**ABOUT THIS EXERCISE:** In the material below, the lines from the one containing "named accesses to" through the one containing "no known backend." are to be given again exactly, ends included, and no others.

**DATA FOR ANALYSIS:**
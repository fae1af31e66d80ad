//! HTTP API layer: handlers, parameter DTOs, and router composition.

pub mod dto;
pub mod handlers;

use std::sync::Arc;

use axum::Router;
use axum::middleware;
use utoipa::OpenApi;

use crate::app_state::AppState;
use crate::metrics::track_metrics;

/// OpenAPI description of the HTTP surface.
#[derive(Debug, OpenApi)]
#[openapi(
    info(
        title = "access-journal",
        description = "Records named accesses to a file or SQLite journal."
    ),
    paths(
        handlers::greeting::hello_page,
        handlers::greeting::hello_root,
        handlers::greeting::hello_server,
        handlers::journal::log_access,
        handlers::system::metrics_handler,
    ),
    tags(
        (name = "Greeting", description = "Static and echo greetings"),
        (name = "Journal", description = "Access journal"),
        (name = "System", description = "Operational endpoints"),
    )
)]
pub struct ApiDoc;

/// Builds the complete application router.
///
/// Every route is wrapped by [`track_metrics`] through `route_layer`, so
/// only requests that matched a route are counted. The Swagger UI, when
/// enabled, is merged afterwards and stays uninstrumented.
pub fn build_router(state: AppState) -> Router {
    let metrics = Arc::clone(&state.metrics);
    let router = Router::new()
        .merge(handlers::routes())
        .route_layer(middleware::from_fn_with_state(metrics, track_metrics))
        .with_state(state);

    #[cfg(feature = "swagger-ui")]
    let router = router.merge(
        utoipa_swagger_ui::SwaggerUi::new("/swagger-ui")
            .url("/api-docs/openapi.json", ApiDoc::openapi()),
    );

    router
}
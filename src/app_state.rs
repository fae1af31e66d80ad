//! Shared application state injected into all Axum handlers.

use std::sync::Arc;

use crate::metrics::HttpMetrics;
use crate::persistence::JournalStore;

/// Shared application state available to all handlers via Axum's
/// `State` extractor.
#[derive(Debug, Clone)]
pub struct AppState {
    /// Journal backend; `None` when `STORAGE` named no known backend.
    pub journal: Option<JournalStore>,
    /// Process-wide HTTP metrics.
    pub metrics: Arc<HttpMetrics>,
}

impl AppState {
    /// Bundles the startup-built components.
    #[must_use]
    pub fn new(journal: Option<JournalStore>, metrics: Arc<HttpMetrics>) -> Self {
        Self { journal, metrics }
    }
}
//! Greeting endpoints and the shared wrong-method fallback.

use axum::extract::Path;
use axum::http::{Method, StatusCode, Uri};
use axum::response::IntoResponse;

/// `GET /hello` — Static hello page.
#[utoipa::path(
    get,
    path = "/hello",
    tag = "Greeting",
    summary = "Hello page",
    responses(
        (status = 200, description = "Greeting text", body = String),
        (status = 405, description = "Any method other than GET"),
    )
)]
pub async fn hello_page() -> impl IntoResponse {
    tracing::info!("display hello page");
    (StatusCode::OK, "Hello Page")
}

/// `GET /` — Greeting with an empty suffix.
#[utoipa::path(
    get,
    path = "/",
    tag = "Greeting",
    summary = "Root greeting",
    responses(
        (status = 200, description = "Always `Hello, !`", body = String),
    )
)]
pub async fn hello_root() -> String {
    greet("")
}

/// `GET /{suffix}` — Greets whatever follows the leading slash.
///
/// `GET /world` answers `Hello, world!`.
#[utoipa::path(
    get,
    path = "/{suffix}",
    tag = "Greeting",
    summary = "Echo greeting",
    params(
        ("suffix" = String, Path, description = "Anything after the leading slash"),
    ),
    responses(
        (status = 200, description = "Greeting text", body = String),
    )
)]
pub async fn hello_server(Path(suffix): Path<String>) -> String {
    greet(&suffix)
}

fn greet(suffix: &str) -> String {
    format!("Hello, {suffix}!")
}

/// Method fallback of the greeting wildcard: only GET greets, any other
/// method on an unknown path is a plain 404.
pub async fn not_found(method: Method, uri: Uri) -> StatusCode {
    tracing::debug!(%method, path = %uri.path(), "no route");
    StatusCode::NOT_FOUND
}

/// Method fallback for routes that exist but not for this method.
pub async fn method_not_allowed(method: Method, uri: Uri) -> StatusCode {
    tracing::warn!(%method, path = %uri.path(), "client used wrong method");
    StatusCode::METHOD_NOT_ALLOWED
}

**OUTPUT:**
        description = "Records named accesses to a file or SQLite journal."
    ),
    paths(
        handlers::greeting::hello_page,
        handlers::greeting::hello_root,
        handlers::greeting::hello_server,
        handlers::journal::log_access,
        handlers::system::metrics_handler,
    ),
    tags(
        (name = "Greeting", description = "Static and echo greetings"),
        (name = "Journal", description = "Access journal"),
        (name = "System", description = "Operational endpoints"),
    )
)]
pub struct ApiDoc;

/// Builds the complete application router.
///
/// Every route is wrapped by [`track_metrics`] through `route_layer`, so
/// only requests that matched a route are counted. The Swagger UI, when
/// enabled, is merged afterwards and stays uninstrumented.
pub fn build_router(state: AppState) -> Router {
    let metrics = Arc::clone(&state.metrics);
    let router = Router::new()
        .merge(handlers::routes())
        .route_layer(middleware::from_fn_with_state(metrics, track_metrics))
        .with_state(state);

    #[cfg(feature = "swagger-ui")]
    let router = router.merge(
        utoipa_swagger_ui::SwaggerUi::new("/swagger-ui")
            .url("/api-docs/openapi.json", ApiDoc::openapi()),
    );

    router
}
filename src/app_state.rs
repository fae1af31e66d80ad
//! Shared application state injected into all Axum handlers.

use std::sync::Arc;

use crate::metrics::HttpMetrics;
use crate::persistence::JournalStore;

/// Shared application state available to all handlers via Axum's
/// `State` extractor.
#[derive(Debug, Clone)]
pub struct AppState {
    /// Journal backend; `None` when `STORAGE` named no known backend.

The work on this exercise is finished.